If you really think the petty pieces of software you have to control
your telescopes is a big deal, then pop around here some day and
I'll show you how big a _real_ software project is.

>> I have met engineers writing train and air traffic control software
>> who didn't even know that leap-seconds existed.
>
>And you are asserting that the proper solution is not training and a
>coordinated development of precisely the global time distribution
>systems and APIs that are needed, but rather to ignore the problem
>entirely? Inexplicable indeed.

No I think a proper solution is to not burden people with a very
hard to handle and test correction which doesn't give them any
benefit, and leave the precision work to be done by the small
astronomical community that needs to deal with it.

>> I agree that the leap-hours thing is a slightly phony way to abolish
>> leap-seconds,
>
>New topic. One of the few points of consensus coming out of Torino was
>that any new civil timescale to be defined without leap seconds would
>be given a new name distinct from Universal Time (of whatever flavor).
>Universal Time was to be reserved for timescales synchronized to the
>rotation of the Earth. One might wonder at the reluctance of
>proponents to follow through on this easily comprehended consensus.

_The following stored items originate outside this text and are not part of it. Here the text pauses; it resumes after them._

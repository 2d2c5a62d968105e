mod bounds;
mod departure;
mod location;
mod route;
mod waypoint;
mod widget;

pub use bounds::{compute_bounds, BoundingBox};
pub use departure::{DepartureTime, DEPARTURE_TIME_FORMAT};
pub use location::Coordinates;
pub use route::RouteResult;
pub use waypoint::{optimize, parse_order, parse_waypoints, plan_waypoints};
pub use widget::{LinePattern, LineStyle, Marker, Polyline, Viewport, Widget, WidgetId};
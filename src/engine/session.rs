use chrono::{DateTime, Utc};

use crate::{entities::DepartureTime, error::Error};

/// Last value delivered by the date picker. Never reset; each change event
/// overwrites it and each search snapshots it once.
#[derive(Clone, Debug, Default)]
pub struct Session {
    departure_time: Option<String>,
}

impl Session {
    /// Rejected values leave the previous one in place.
    pub fn set_departure_time(&mut self, value: String) -> Result<(), Error> {
        DepartureTime::validate(&value)?;
        self.departure_time = Some(value);
        Ok(())
    }

    pub fn departure_time(&self, now: DateTime<Utc>) -> DepartureTime {
        DepartureTime::resolve(self.departure_time.as_deref(), now)
    }
}

#[test]
fn unset_session_departs_now() {
    let now = Utc::now();
    let session = Session::default();

    assert_eq!(session.departure_time(now), DepartureTime::from_datetime(now));
}

#[test]
fn latest_change_wins() {
    let mut session = Session::default();
    session.set_departure_time("20240401090000".into()).unwrap();
    session.set_departure_time("2024040118300".into()).unwrap();

    assert_eq!(session.departure_time(Utc::now()).as_str(), "20240401183000");
}

#[test]
fn invalid_value_keeps_previous_one() {
    use crate::error::INVALID_INPUT;

    let mut session = Session::default();
    session.set_departure_time("20240401090000".into()).unwrap();

    let err = session.set_departure_time("tomorrow".into()).unwrap_err();

    assert_eq!(err.code, INVALID_INPUT);
    assert_eq!(session.departure_time(Utc::now()).as_str(), "20240401090000");
}
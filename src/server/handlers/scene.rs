use axum::extract::{Extension, Json};

use crate::api::DynAPI;
use crate::canvas::Scene;

pub async fn find(Extension(api): Extension<DynAPI>) -> Json<Scene> {
    api.scene().await.into()
}
pub mod route_mbn;

pub use route_mbn::RouteMbnClient;
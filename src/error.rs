use axum::extract::Json;
use axum::http::StatusCode;
use axum::response::{IntoResponse, Response};
use serde::{Deserialize, Serialize};
use serde_json::json;
use std::fmt::{self, Display};

pub const CONFIG: i32 = 2;
pub const SERVER: i32 = 3;

pub const INVALID_INPUT: i32 = 101;
pub const EMPTY_INPUT: i32 = 102;
pub const MISSING_DISPLAY_SINK: i32 = 103;
pub const REQUEST_FAILURE: i32 = 104;

#[derive(Clone, Debug, PartialEq, Serialize, Deserialize)]
pub struct Error {
    pub code: i32,
    pub message: String,
}

impl Display for Error {
    fn fmt(&self, f: &mut fmt::Formatter<'_>) -> fmt::Result {
        write!(f, "{} (code {})", self.message, self.code)
    }
}

impl std::error::Error for Error {}

impl From<reqwest::Error> for Error {
    fn from(err: reqwest::Error) -> Self {
        reqwest_error(err)
    }
}

impl From<serde_json::Error> for Error {
    fn from(err: serde_json::Error) -> Self {
        request_failure_error(format!("malformed response body: {}", err))
    }
}

impl IntoResponse for Error {
    fn into_response(self) -> Response {
        let (status, error_message) = match self.code {
            1..=99 => (StatusCode::INTERNAL_SERVER_ERROR, "Internal Server Error"),
            REQUEST_FAILURE => (StatusCode::BAD_GATEWAY, self.message.as_str()),
            _ => (StatusCode::BAD_REQUEST, self.message.as_str()),
        };

        let body = Json(json!({
            "code": self.code,
            "error": error_message,
        }));

        (status, body).into_response()
    }
}

pub fn invalid_input_error(detail: impl Into<String>) -> Error {
    Error {
        code: INVALID_INPUT,
        message: format!("invalid input: {}", detail.into()),
    }
}

pub fn empty_input_error() -> Error {
    Error {
        code: EMPTY_INPUT,
        message: "empty input: no coordinates".into(),
    }
}

pub fn missing_display_sink_error(element_id: &str) -> Error {
    Error {
        code: MISSING_DISPLAY_SINK,
        message: format!("missing display sink: {}", element_id),
    }
}

pub fn request_failure_error(detail: impl Into<String>) -> Error {
    Error {
        code: REQUEST_FAILURE,
        message: format!("route request failed: {}", detail.into()),
    }
}

pub fn config_error(detail: impl Into<String>) -> Error {
    Error {
        code: CONFIG,
        message: format!("configuration error: {}", detail.into()),
    }
}

pub fn server_error(detail: impl Into<String>) -> Error {
    Error {
        code: SERVER,
        message: format!("server error: {}", detail.into()),
    }
}

pub fn reqwest_error(err: reqwest::Error) -> Error {
    request_failure_error(format!("transport error: {}", err))
}

#[test]
fn client_errors_map_to_bad_request() {
    let response = invalid_input_error("order index 7").into_response();
    assert_eq!(response.status(), StatusCode::BAD_REQUEST);

    let response = empty_input_error().into_response();
    assert_eq!(response.status(), StatusCode::BAD_REQUEST);
}

#[test]
fn internal_errors_map_to_server_error() {
    let response = config_error("bad viewport").into_response();
    assert_eq!(response.status(), StatusCode::INTERNAL_SERVER_ERROR);
}

#[test]
fn request_failures_map_to_bad_gateway() {
    let response = request_failure_error("status NG").into_response();
    assert_eq!(response.status(), StatusCode::BAD_GATEWAY);
}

Renaming UTC would just be plain stupid as this term is already worked
into more legal paperwork than any of us could lift in our lifetime.

No, abolish leap-seconds, possibly be pretending they become leap-hours,
and keep the UTC name. Then let us get on with our lives.

If anything, UT1 should be renamed to "Earth Time".

--
Poul-Henning Kamp       | UNIX since Zilog Zeus 3.20
phk_at_FreeBSD.ORG         | TCP/IP since RFC 956
FreeBSD committer       | BSD since 4.3-tahoe
Never attribute to malice what can adequately be explained by incompetence.